SOURCE DATA:
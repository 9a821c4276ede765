use anyhow::{bail, Result};
use serde::Serialize;

/// Number of activity classes
pub const N_CLASSES: usize = 6;

/// Number of input signal channels
pub const N_INPUT: usize = 9;

/// Number of hidden units per recurrent layer
pub const N_HIDDEN: usize = 32;

/// Training batch size
pub const BATCH_SIZE: usize = 64;

/// Total number of training epochs
pub const N_EPOCHS: usize = 650;

/// Named hyperparameter bundle selecting one model configuration.
///
/// Constructed once at startup and passed by reference to every consumer;
/// nothing reads preset values from ambient state.
#[derive(Debug, Clone, Serialize)]
pub struct Preset {
    /// Preset name
    pub name: &'static str,
    /// Use bidirectional recurrent layers
    pub bidir: bool,
    /// Gradient clipping threshold
    pub clip_val: f32,
    /// Dropout probability between recurrent layers
    pub drop_prob: f64,
    /// Epochs to hold the learning rate before linear decay
    pub n_epochs_hold: usize,
    /// Number of stacked recurrent layers
    pub n_layers: usize,
    /// Learning rates to train with, one full run each
    pub learning_rates: Vec<f64>,
    /// L2 weight decay
    pub weight_decay: f32,
    /// Number of layers with residual connections
    pub n_residual_layers: usize,
    /// Number of layers with highway gating
    pub n_highway_layers: usize,
    /// Human-readable architecture description
    pub diag: &'static str,
    /// File name for the per-run results summary
    pub save_file: &'static str,
}

impl Preset {
    /// Baseline LSTM architecture
    pub fn lstm1() -> Self {
        Self {
            name: "LSTM1",
            bidir: false,
            clip_val: 10.0,
            drop_prob: 0.5,
            n_epochs_hold: 200,
            n_layers: 2,
            learning_rates: vec![0.0015],
            weight_decay: 0.001,
            n_residual_layers: 0,
            n_highway_layers: 0,
            diag: "Architecture chosen is baseline LSTM with 1 layer",
            save_file: "results_lstm1.txt",
        }
    }

    /// Baseline LSTM with a highway layer
    pub fn lstm2() -> Self {
        Self {
            name: "LSTM2",
            n_highway_layers: 1,
            diag: "Architecture chosen is baseline LSTM with 2 layers",
            save_file: "results_lstm2.txt",
            ..Self::lstm1()
        }
    }

    /// Look up a preset by name
    pub fn by_name(name: &str) -> Result<Self> {
        match name {
            "LSTM1" => Ok(Self::lstm1()),
            "LSTM2" => Ok(Self::lstm2()),
            other => bail!("Unknown architecture preset: {}", other),
        }
    }

    /// Names of all known presets
    pub fn names() -> &'static [&'static str] {
        &["LSTM1", "LSTM2"]
    }
}

#[cfg(test)]
mod tests {
    use super::*;

    #[test]
    fn test_shared_constants() {
        assert_eq!(N_CLASSES, 6);
        assert_eq!(N_INPUT, 9);
        assert_eq!(N_HIDDEN, 32);
        assert_eq!(BATCH_SIZE, 64);
        assert_eq!(N_EPOCHS, 650);
    }

    #[test]
    fn test_preset_lookup() {
        assert_eq!(Preset::by_name("LSTM1").unwrap().name, "LSTM1");
        assert_eq!(Preset::by_name("LSTM2").unwrap().name, "LSTM2");
        assert!(Preset::by_name("GRU1").is_err());
    }

    #[test]
    fn test_presets_differ_only_in_documented_fields() {
        let a = Preset::lstm1();
        let b = Preset::lstm2();

        assert_ne!(a.name, b.name);
        assert_ne!(a.n_highway_layers, b.n_highway_layers);
        assert_ne!(a.diag, b.diag);
        assert_ne!(a.save_file, b.save_file);

        assert_eq!(a.bidir, b.bidir);
        assert_eq!(a.clip_val, b.clip_val);
        assert_eq!(a.drop_prob, b.drop_prob);
        assert_eq!(a.n_epochs_hold, b.n_epochs_hold);
        assert_eq!(a.n_layers, b.n_layers);
        assert_eq!(a.learning_rates, b.learning_rates);
        assert_eq!(a.weight_decay, b.weight_decay);
        assert_eq!(a.n_residual_layers, b.n_residual_layers);
    }

    #[test]
    fn test_lstm2_values() {
        let p = Preset::lstm2();
        assert_eq!(p.name, "LSTM2");
        assert_eq!(p.n_highway_layers, 1);
        assert_eq!(p.n_layers, 2);
        assert_eq!(p.learning_rates, vec![0.0015]);
        assert_eq!(p.save_file, "results_lstm2.txt");
    }
}
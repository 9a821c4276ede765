//! Classification metrics over predicted / target class-index vectors.

/// Fraction of positions where prediction equals target.
pub fn accuracy(predictions: &[usize], targets: &[usize]) -> f64 {
    if predictions.is_empty() {
        return 0.0;
    }
    let correct = predictions
        .iter()
        .zip(targets)
        .filter(|(p, t)| p == t)
        .count();
    correct as f64 / predictions.len() as f64
}

/// F1 score averaged unweighted across all classes.
///
/// A class with no predicted and no actual members contributes 0 to the
/// average.
pub fn macro_f1(predictions: &[usize], targets: &[usize], n_classes: usize) -> f64 {
    if n_classes == 0 {
        return 0.0;
    }

    let mut sum = 0.0;
    for class in 0..n_classes {
        let tp = predictions
            .iter()
            .zip(targets)
            .filter(|(p, t)| **p == class && **t == class)
            .count() as f64;
        let fp = predictions
            .iter()
            .zip(targets)
            .filter(|(p, t)| **p == class && **t != class)
            .count() as f64;
        let fn_ = predictions
            .iter()
            .zip(targets)
            .filter(|(p, t)| **p != class && **t == class)
            .count() as f64;

        let denom = 2.0 * tp + fp + fn_;
        if denom > 0.0 {
            sum += 2.0 * tp / denom;
        }
    }

    sum / n_classes as f64
}

/// Unnormalized confusion matrix; rows are true classes, columns predicted.
///
/// Out-of-range indices are ignored rather than counted.
pub fn confusion_matrix(
    predictions: &[usize],
    targets: &[usize],
    n_classes: usize,
) -> Vec<Vec<u64>> {
    let mut matrix = vec![vec![0u64; n_classes]; n_classes];
    for (&p, &t) in predictions.iter().zip(targets) {
        if p < n_classes && t < n_classes {
            matrix[t][p] += 1;
        }
    }
    matrix
}

/// Scale a confusion matrix so its entries sum to 100 (percent of total).
pub fn normalize_percent(matrix: &[Vec<u64>]) -> Vec<Vec<f64>> {
    let total: u64 = matrix.iter().flatten().sum();
    if total == 0 {
        return matrix.iter().map(|row| vec![0.0; row.len()]).collect();
    }
    matrix
        .iter()
        .map(|row| {
            row.iter()
                .map(|&v| v as f64 / total as f64 * 100.0)
                .collect()
        })
        .collect()
}

#[cfg(test)]
mod tests {
    use super::*;

    #[test]
    fn test_accuracy() {
        assert_eq!(accuracy(&[0, 1, 2, 1], &[0, 1, 1, 1]), 0.75);
        assert_eq!(accuracy(&[], &[]), 0.0);
    }

    #[test]
    fn test_macro_f1_perfect() {
        let labels = [0, 1, 2, 0, 1, 2];
        assert_eq!(macro_f1(&labels, &labels, 3), 1.0);
    }

    #[test]
    fn test_macro_f1_partial() {
        // Class 0: tp=1 fp=1 fn=0 -> f1 = 2/3
        // Class 1: tp=1 fp=0 fn=1 -> f1 = 2/3
        // Class 2: never seen -> 0
        let predictions = [0, 0, 1];
        let targets = [0, 1, 1];
        let expected = (2.0 / 3.0 + 2.0 / 3.0) / 3.0;
        assert!((macro_f1(&predictions, &targets, 3) - expected).abs() < 1e-12);
    }

    #[test]
    fn test_confusion_matrix() {
        let predictions = [0, 1, 1, 2];
        let targets = [0, 1, 2, 2];
        let matrix = confusion_matrix(&predictions, &targets, 3);

        assert_eq!(matrix[0], vec![1, 0, 0]);
        assert_eq!(matrix[1], vec![0, 1, 0]);
        assert_eq!(matrix[2], vec![0, 1, 1]);
    }

    #[test]
    fn test_normalize_percent_sums_to_100() {
        let matrix = vec![vec![3, 1], vec![2, 4]];
        let normalized = normalize_percent(&matrix);

        let sum: f64 = normalized.iter().flatten().sum();
        assert!((sum - 100.0).abs() < 1e-9);
        assert!((normalized[0][0] - 30.0).abs() < 1e-9);
    }

    #[test]
    fn test_normalize_percent_empty_matrix() {
        let matrix = vec![vec![0, 0], vec![0, 0]];
        let normalized = normalize_percent(&matrix);
        assert_eq!(normalized, vec![vec![0.0, 0.0], vec![0.0, 0.0]]);
    }
}
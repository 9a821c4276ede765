use crate::data::{SignalTensor, INPUT_SIGNAL_TYPES};
use anyhow::{bail, Context, Result};
use flate2::read::GzDecoder;
use std::fs::File;
use std::io::{BufRead, BufReader, Read};
use std::path::{Path, PathBuf};
use tracing::{debug, info};

/// Open a signal or label file, transparently decoding `.gz`.
fn open_reader<P: AsRef<Path>>(path: P) -> Result<Box<dyn Read>> {
    let path = path.as_ref();
    let file = File::open(path).with_context(|| format!("Failed to open {:?}", path))?;

    let gzipped = path.extension().and_then(|e| e.to_str()) == Some("gz");
    if gzipped {
        Ok(Box::new(GzDecoder::new(file)))
    } else {
        Ok(Box::new(file))
    }
}

/// Split one text row into whitespace-separated fields.
///
/// The source files pad columns with repeated blanks; `split_whitespace`
/// collapses them before parsing.
fn parse_row<T: std::str::FromStr>(line: &str, line_no: usize) -> Result<Vec<T>> {
    line.split_whitespace()
        .map(|field| {
            field
                .parse::<T>()
                .map_err(|_| anyhow::anyhow!("Malformed value {:?} on line {}", field, line_no))
        })
        .collect()
}

/// Parse one channel file into per-sample rows of equal timestep count.
fn parse_channel<R: Read>(reader: R) -> Result<Vec<Vec<f32>>> {
    let reader = BufReader::new(reader);
    let mut rows: Vec<Vec<f32>> = Vec::new();

    for (idx, line) in reader.lines().enumerate() {
        let line = line.context("Failed to read line")?;
        if line.trim().is_empty() {
            continue;
        }
        let row = parse_row::<f32>(&line, idx + 1)?;
        if let Some(first) = rows.first() {
            if row.len() != first.len() {
                bail!(
                    "Inconsistent timestep count on line {}: expected {}, got {}",
                    idx + 1,
                    first.len(),
                    row.len()
                );
            }
        }
        rows.push(row);
    }

    if rows.is_empty() {
        bail!("Signal file contains no rows");
    }
    Ok(rows)
}

/// Load one file per channel and reorder axes to (sample, timestep, channel).
///
/// Every channel must contribute the same number of rows, and every row the
/// same number of timesteps; anything else is an error.
pub fn load_signals(paths: &[PathBuf]) -> Result<SignalTensor> {
    if paths.is_empty() {
        bail!("No signal files given");
    }

    let mut channels: Vec<Vec<Vec<f32>>> = Vec::with_capacity(paths.len());
    for path in paths {
        let rows = parse_channel(open_reader(path)?)
            .with_context(|| format!("Failed to parse signal file {:?}", path))?;
        if let Some(first) = channels.first() {
            if rows.len() != first.len() {
                bail!(
                    "Channel {:?} has {} samples, expected {}",
                    path,
                    rows.len(),
                    first.len()
                );
            }
            if rows[0].len() != first[0].len() {
                bail!(
                    "Channel {:?} has {} timesteps, expected {}",
                    path,
                    rows[0].len(),
                    first[0].len()
                );
            }
        }
        debug!("Loaded channel {:?}: {} samples", path, rows.len());
        channels.push(rows);
    }

    let n_channels = channels.len();
    let n_samples = channels[0].len();
    let n_timesteps = channels[0][0].len();

    // Transpose (channel, sample, timestep) -> (sample, timestep, channel)
    let mut data = Vec::with_capacity(n_samples * n_timesteps * n_channels);
    for sample in 0..n_samples {
        for timestep in 0..n_timesteps {
            for channel in &channels {
                data.push(channel[sample][timestep]);
            }
        }
    }

    info!(
        "Loaded signals: {} samples x {} timesteps x {} channels",
        n_samples, n_timesteps, n_channels
    );
    SignalTensor::new(data, n_samples, n_timesteps, n_channels)
}

/// Parse a label reader: space-separated 1-based integers, one sample per row,
/// shifted to 0-based on load.
fn parse_labels<R: Read>(reader: R) -> Result<Vec<i64>> {
    let reader = BufReader::new(reader);
    let mut labels = Vec::new();

    for (idx, line) in reader.lines().enumerate() {
        let line = line.context("Failed to read line")?;
        if line.trim().is_empty() {
            continue;
        }
        for value in parse_row::<i64>(&line, idx + 1)? {
            labels.push(value - 1);
        }
    }

    if labels.is_empty() {
        bail!("Label file contains no rows");
    }
    Ok(labels)
}

/// Load a label file: source files are 1-based, in-memory labels 0-based.
pub fn load_labels<P: AsRef<Path>>(path: P) -> Result<Vec<i64>> {
    let path = path.as_ref();
    let labels = parse_labels(open_reader(path)?)
        .with_context(|| format!("Failed to parse label file {:?}", path))?;
    info!("Loaded {} labels from {:?}", labels.len(), path);
    Ok(labels)
}

/// On-disk paths for one dataset split (`train` or `test`), UCI-HAR layout.
pub fn dataset_paths<P: AsRef<Path>>(base: P, split: &str) -> (Vec<PathBuf>, PathBuf) {
    let base = base.as_ref();
    let signals = INPUT_SIGNAL_TYPES
        .iter()
        .map(|signal| {
            base.join(split)
                .join("Inertial Signals")
                .join(format!("{}{}.txt", signal, split))
        })
        .collect();
    let labels = base.join(split).join(format!("y_{}.txt", split));
    (signals, labels)
}

#[cfg(test)]
mod tests {
    use super::*;
    use std::io::Cursor;

    #[test]
    fn test_parse_channel_collapses_spaces() {
        let rows = parse_channel(Cursor::new("1.0  2.0   3.0\n 4.0 5.0 6.0 \n")).unwrap();
        assert_eq!(rows, vec![vec![1.0, 2.0, 3.0], vec![4.0, 5.0, 6.0]]);
    }

    #[test]
    fn test_parse_channel_ragged_rows() {
        assert!(parse_channel(Cursor::new("1.0 2.0\n3.0 4.0 5.0\n")).is_err());
    }

    #[test]
    fn test_parse_channel_malformed_value() {
        assert!(parse_channel(Cursor::new("1.0 oops\n")).is_err());
    }

    #[test]
    fn test_parse_labels_reindexes() {
        let labels = parse_labels(Cursor::new("1\n6\n3\n")).unwrap();
        assert_eq!(labels, vec![0, 5, 2]);
    }

    #[test]
    fn test_load_signals_transposed() {
        let dir = std::env::temp_dir().join("harnet_loader_test");
        std::fs::create_dir_all(&dir).unwrap();
        let a = dir.join("chan_a.txt");
        let b = dir.join("chan_b.txt");
        std::fs::write(&a, "1 2\n3 4\n").unwrap();
        std::fs::write(&b, "5 6\n7 8\n").unwrap();

        let tensor = load_signals(&[a, b]).unwrap();
        assert_eq!(tensor.samples(), 2);
        assert_eq!(tensor.timesteps(), 2);
        assert_eq!(tensor.channels(), 2);
        // sample 0: t0 = (chan_a, chan_b) = (1, 5); t1 = (2, 6)
        assert_eq!(tensor.sample(0), &[1.0, 5.0, 2.0, 6.0]);
        assert_eq!(tensor.sample(1), &[3.0, 7.0, 4.0, 8.0]);
    }

    #[test]
    fn test_load_signals_channel_mismatch() {
        let dir = std::env::temp_dir().join("harnet_loader_mismatch");
        std::fs::create_dir_all(&dir).unwrap();
        let a = dir.join("chan_a.txt");
        let b = dir.join("chan_b.txt");
        std::fs::write(&a, "1 2\n3 4\n").unwrap();
        std::fs::write(&b, "5 6\n").unwrap();

        assert!(load_signals(&[a, b]).is_err());
    }

    #[test]
    fn test_missing_file() {
        assert!(load_labels("/nonexistent/y_train.txt").is_err());
    }

    #[test]
    fn test_dataset_paths_layout() {
        let (signals, labels) = dataset_paths("/data", "train");
        assert_eq!(signals.len(), 9);
        assert_eq!(
            signals[0],
            PathBuf::from("/data/train/Inertial Signals/body_acc_x_train.txt")
        );
        assert_eq!(labels, PathBuf::from("/data/train/y_train.txt"));
    }
}
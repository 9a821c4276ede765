pub mod batch;
pub mod loader;

use anyhow::{bail, Result};

/// Activity class names, in label order
pub const LABELS: &[&str] = &[
    "WALKING",
    "WALKING_UPSTAIRS",
    "WALKING_DOWNSTAIRS",
    "SITTING",
    "STANDING",
    "LAYING",
];

/// Sensor channel basenames, one signal file each
pub const INPUT_SIGNAL_TYPES: &[&str] = &[
    "body_acc_x_",
    "body_acc_y_",
    "body_acc_z_",
    "body_gyro_x_",
    "body_gyro_y_",
    "body_gyro_z_",
    "total_acc_x_",
    "total_acc_y_",
    "total_acc_z_",
];

/// Fixed-length multichannel time-series tensor, row-major [samples, timesteps, channels].
#[derive(Debug, Clone, PartialEq)]
pub struct SignalTensor {
    data: Vec<f32>,
    samples: usize,
    timesteps: usize,
    channels: usize,
}

impl SignalTensor {
    /// Create a tensor from flat row-major data
    pub fn new(data: Vec<f32>, samples: usize, timesteps: usize, channels: usize) -> Result<Self> {
        if data.len() != samples * timesteps * channels {
            bail!(
                "Signal data length {} does not match shape [{}, {}, {}]",
                data.len(),
                samples,
                timesteps,
                channels
            );
        }
        Ok(Self { data, samples, timesteps, channels })
    }

    /// Internal constructor for shapes already known to be consistent
    pub(crate) fn from_parts(
        data: Vec<f32>,
        samples: usize,
        timesteps: usize,
        channels: usize,
    ) -> Self {
        debug_assert_eq!(data.len(), samples * timesteps * channels);
        Self { data, samples, timesteps, channels }
    }

    /// Number of samples
    pub fn samples(&self) -> usize {
        self.samples
    }

    /// Timesteps per sample
    pub fn timesteps(&self) -> usize {
        self.timesteps
    }

    /// Channels per timestep
    pub fn channels(&self) -> usize {
        self.channels
    }

    /// Flat values of one sample, [timesteps * channels]
    pub fn sample(&self, index: usize) -> &[f32] {
        let stride = self.timesteps * self.channels;
        &self.data[index * stride..(index + 1) * stride]
    }

    /// Flat row-major view of the whole tensor
    pub fn as_slice(&self) -> &[f32] {
        &self.data
    }
}

/// In-memory dataset: signals plus parallel 0-based integer labels.
#[derive(Debug, Clone)]
pub struct SignalDataset {
    /// Input signals, [N, T, C]
    pub signals: SignalTensor,
    /// Class labels in [0, n_classes), length N
    pub labels: Vec<i64>,
}

impl SignalDataset {
    /// Pair signals with labels, enforcing matching sample counts
    pub fn new(signals: SignalTensor, labels: Vec<i64>) -> Result<Self> {
        if signals.samples() != labels.len() {
            bail!(
                "Sample count mismatch: {} signal windows but {} labels",
                signals.samples(),
                labels.len()
            );
        }
        Ok(Self { signals, labels })
    }

    /// Number of samples
    pub fn len(&self) -> usize {
        self.labels.len()
    }

    /// Whether the dataset is empty
    pub fn is_empty(&self) -> bool {
        self.labels.is_empty()
    }

    /// Per-class sample counts
    pub fn label_distribution(&self, n_classes: usize) -> Vec<usize> {
        let mut counts = vec![0usize; n_classes];
        for &label in &self.labels {
            if (label as usize) < n_classes {
                counts[label as usize] += 1;
            }
        }
        counts
    }
}
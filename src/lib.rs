//! # harnet: Human Activity Recognition Trainer
//!
//! harnet trains an LSTM classifier over fixed-length windows of smartphone
//! inertial-sensor signals and scores it on a held-out test split.
//!
//! ## Features
//!
//! - Named architecture presets (baseline LSTM, highway LSTM)
//! - Whitespace-delimited signal/label loading (plain or gzipped)
//! - Deterministic cycling batch extraction, no shuffling
//! - Hold-then-linear-decay learning-rate schedule
//! - Accuracy / macro F1 / confusion-matrix evaluation with chart output
//!
//! ## Example Usage
//!
//! ```rust,no_run
//! use harnet::config::Preset;
//! use harnet::data::{loader, SignalDataset};
//! use harnet::training::trainer::Trainer;
//!
//! type Backend = burn::backend::Autodiff<harnet::DefaultBackend>;
//!
//! let preset = Preset::by_name("LSTM2").unwrap();
//!
//! let (signal_paths, label_path) = loader::dataset_paths("UCI_HAR", "train");
//! let signals = loader::load_signals(&signal_paths).unwrap();
//! let labels = loader::load_labels(&label_path).unwrap();
//! let train = SignalDataset::new(signals, labels).unwrap();
//!
//! let (signal_paths, label_path) = loader::dataset_paths("UCI_HAR", "test");
//! let signals = loader::load_signals(&signal_paths).unwrap();
//! let labels = loader::load_labels(&label_path).unwrap();
//! let test = SignalDataset::new(signals, labels).unwrap();
//!
//! let device = Default::default();
//! let trainer = Trainer::<Backend>::new(&preset, device);
//! let outcomes = trainer.train_all(&train, &test).unwrap();
//! ```

pub mod cli;
pub mod config;
pub mod data;
pub mod eval;
pub mod model;
pub mod plot;
pub mod training;
pub mod utils;

use burn_ndarray::NdArray;

/// Default backend type
pub type DefaultBackend = NdArray<f32>;

/// Re-export commonly used types
pub use config::Preset;
pub use data::{SignalDataset, SignalTensor};
pub use eval::Evaluation;
pub use model::{architecture::HarModel, ModelConfig};
pub use training::{TrainingRun, TrainingState};

/// Library version
pub const VERSION: &str = env!("CARGO_PKG_VERSION");

/// Library name
pub const NAME: &str = env!("CARGO_PKG_NAME");

/// Get library information
pub fn info() -> String {
    format!(
        "{} v{} - human activity recognition trainer",
        NAME, VERSION
    )
}

#[cfg(test)]
mod tests {
    use super::*;

    #[test]
    fn test_version() {
        assert!(!VERSION.is_empty());
    }

    #[test]
    fn test_info() {
        let info_str = info();
        assert!(info_str.contains("harnet"));
        assert!(info_str.contains(VERSION));
    }
}
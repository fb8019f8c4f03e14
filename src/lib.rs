//! docbridge - session gateway for a collaborative document editor
//!
//! Bridges a host application and an external document-editing engine:
//! authenticates users, mints the signed session descriptors the editor
//! embeds, serves document content to the engine, and commits the
//! engine's save-backs.

pub mod auth;
pub mod callback;
pub mod catalog;
pub mod cli;
pub mod config;
pub mod gateway;
pub mod http;
pub mod observability;
pub mod storage;
pub mod token;
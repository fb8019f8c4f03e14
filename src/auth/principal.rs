//! # Principal Sessions
//!
//! Server-issued opaque session tokens for authenticated principals. The
//! raw token goes to the client once; only its SHA-256 hash is kept here,
//! mapped to the user id and an expiry. Possession of the raw value is
//! the whole credential, so nothing about the user can be recovered from
//! the token itself.

use std::collections::HashMap;
use std::sync::RwLock;

use chrono::{DateTime, Duration, Utc};

use super::crypto::{generate_token, hash_token};
use super::errors::{AuthError, AuthResult};

/// A stored principal session
#[derive(Debug, Clone)]
struct SessionEntry {
    user_id: String,
    expires_at: DateTime<Utc>,
}

/// In-memory principal session store, keyed by token hash
pub struct PrincipalSessionStore {
    sessions: RwLock<HashMap<String, SessionEntry>>,
    ttl: Duration,
}

impl PrincipalSessionStore {
    pub fn new(ttl: Duration) -> Self {
        Self {
            sessions: RwLock::new(HashMap::new()),
            ttl,
        }
    }

    /// Issue a new session for a user, returning the raw token.
    pub fn issue(&self, user_id: &str) -> AuthResult<String> {
        let raw_token = generate_token();
        let entry = SessionEntry {
            user_id: user_id.to_string(),
            expires_at: Utc::now() + self.ttl,
        };

        let mut sessions = self
            .sessions
            .write()
            .map_err(|_| AuthError::StorageError("Lock poisoned".to_string()))?;
        sessions.insert(hash_token(&raw_token), entry);

        Ok(raw_token)
    }

    /// Resolve a raw token to its user id.
    ///
    /// Unknown and expired tokens are indistinguishable to the caller.
    pub fn resolve(&self, raw_token: &str) -> AuthResult<String> {
        let sessions = self
            .sessions
            .read()
            .map_err(|_| AuthError::StorageError("Lock poisoned".to_string()))?;

        match sessions.get(&hash_token(raw_token)) {
            Some(entry) if entry.expires_at > Utc::now() => Ok(entry.user_id.clone()),
            _ => Err(AuthError::NotAuthenticated),
        }
    }

    /// Drop expired sessions, returning how many were removed.
    pub fn cleanup_expired(&self) -> AuthResult<usize> {
        let mut sessions = self
            .sessions
            .write()
            .map_err(|_| AuthError::StorageError("Lock poisoned".to_string()))?;

        let now = Utc::now();
        let before = sessions.len();
        sessions.retain(|_, entry| entry.expires_at > now);

        Ok(before - sessions.len())
    }
}
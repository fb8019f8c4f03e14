//! CLI command implementations
//!
//! `init` writes a starter configuration; `serve` performs the strict
//! boot sequence: load and validate config, build the storage root,
//! apply seed fixtures, assemble the subsystems, then hand everything to
//! the HTTP server. Any boot failure is fatal.

use std::fs;
use std::path::Path;
use std::sync::Arc;

use serde_json::json;

use crate::auth::{Authenticator, InMemoryUserRepository};
use crate::callback::{CallbackService, ContentFetcher};
use crate::catalog::{InMemoryDocumentRepository, InMemoryProjectRepository, SeedFile};
use crate::config::AppConfig;
use crate::gateway::GatewayService;
use crate::http::{AppState, HttpServer};
use crate::observability::Logger;
use crate::storage::LocalBackend;
use crate::token::TokenIssuer;

use super::args::{Cli, Command};
use super::errors::{CliError, CliResult};
use super::io::write_response;

/// Main CLI entry point
///
/// Parses arguments and dispatches to the appropriate command.
/// This is the only function that main.rs should call.
pub fn run() -> CliResult<()> {
    let cli = Cli::parse_args();
    run_command(cli.command)
}

/// Run the appropriate command based on CLI args
pub fn run_command(cmd: Command) -> CliResult<()> {
    match cmd {
        Command::Init { config } => init(&config),
        Command::Serve { config } => serve(&config),
    }
}

/// Write a starter configuration file and create the storage root
///
/// The starter file carries every default and leaves `jwt_secret` and
/// `public_base_url` empty; `serve` refuses to boot until both are set.
pub fn init(config_path: &Path) -> CliResult<()> {
    if config_path.exists() {
        return Err(CliError::already_initialized());
    }

    let template = AppConfig::default();
    let content = serde_json::to_string_pretty(&template)?;
    fs::write(config_path, content)
        .map_err(|e| CliError::io_error(format!("Failed to write config: {}", e)))?;

    fs::create_dir_all(&template.storage_root).map_err(|e| {
        CliError::io_error(format!(
            "Failed to create storage root {:?}: {}",
            template.storage_root, e
        ))
    })?;

    write_response(json!({
        "initialized": true,
        "config": config_path.display().to_string(),
    }))?;

    Ok(())
}

/// Boot the gateway and serve until interrupted
pub fn serve(config_path: &Path) -> CliResult<()> {
    let config = AppConfig::load(config_path)?;

    let state = boot(&config)?;
    let server = HttpServer::new(&config, state);

    let rt = tokio::runtime::Runtime::new()
        .map_err(|e| CliError::boot_failed(format!("Failed to create tokio runtime: {}", e)))?;

    rt.block_on(async {
        server
            .start()
            .await
            .map_err(|e| CliError::boot_failed(format!("HTTP server failed: {}", e)))
    })?;

    Ok(())
}

/// Build every subsystem from the validated configuration
fn boot(config: &AppConfig) -> CliResult<Arc<AppState>> {
    let algorithm = config.algorithm()?;

    fs::create_dir_all(&config.storage_root).map_err(|e| {
        CliError::boot_failed(format!(
            "Failed to create storage root {:?}: {}",
            config.storage_root, e
        ))
    })?;

    let users = Arc::new(InMemoryUserRepository::new());
    let projects = Arc::new(InMemoryProjectRepository::new());
    let documents = Arc::new(InMemoryDocumentRepository::new());

    if let Some(seed_path) = &config.seed_path {
        let seed = SeedFile::load(seed_path)
            .map_err(|e| CliError::boot_failed(format!("Seed load failed: {}", e)))?;
        seed.apply(users.as_ref(), projects.as_ref(), documents.as_ref())
            .map_err(|e| CliError::boot_failed(format!("Seed apply failed: {}", e)))?;

        let counts = (
            seed.users.len().to_string(),
            seed.projects.len().to_string(),
            seed.documents.len().to_string(),
        );
        Logger::info(
            "SEED_APPLIED",
            &[
                ("documents", &counts.2),
                ("projects", &counts.1),
                ("users", &counts.0),
            ],
        );
    }

    let issuer = TokenIssuer::new(&config.jwt_secret, algorithm, config.token_ttl());
    let authenticator = Arc::new(Authenticator::new(
        users,
        config.principal_session_ttl(),
    ));
    let storage = Arc::new(LocalBackend::new(config.storage_root.clone()));

    let gateway = GatewayService::new(
        authenticator.clone(),
        projects,
        documents.clone(),
        storage.clone(),
        issuer.clone(),
        config.base_url(),
        config.verify_link_tokens,
    );

    let fetcher = ContentFetcher::new(config.save_fetch_timeout_secs, config.save_fetch_max_bytes)
        .map_err(|e| CliError::boot_failed(e.to_string()))?;
    let callback = CallbackService::new(documents, storage, issuer, fetcher);

    Ok(Arc::new(AppState {
        authenticator,
        gateway,
        callback,
    }))
}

WORK REQUIRED:
Look above for the line containing "never seen -> 0". Output from there through the line containing "assert_eq!(matrix[1], vec![0, 1, 0]);", exactly and inclusively.

WRITTEN ANSWER:
        // Class 2: never seen -> 0
        let predictions = [0, 0, 1];
        let targets = [0, 1, 1];
        let expected = (2.0 / 3.0 + 2.0 / 3.0) / 3.0;
        assert!((macro_f1(&predictions, &targets, 3) - expected).abs() < 1e-12);
    }

    #[test]
    fn test_confusion_matrix() {
        let predictions = [0, 1, 1, 2];
        let targets = [0, 1, 2, 2];
        let matrix = confusion_matrix(&predictions, &targets, 3);

        assert_eq!(matrix[0], vec![1, 0, 0]);
        assert_eq!(matrix[1], vec![0, 1, 0]);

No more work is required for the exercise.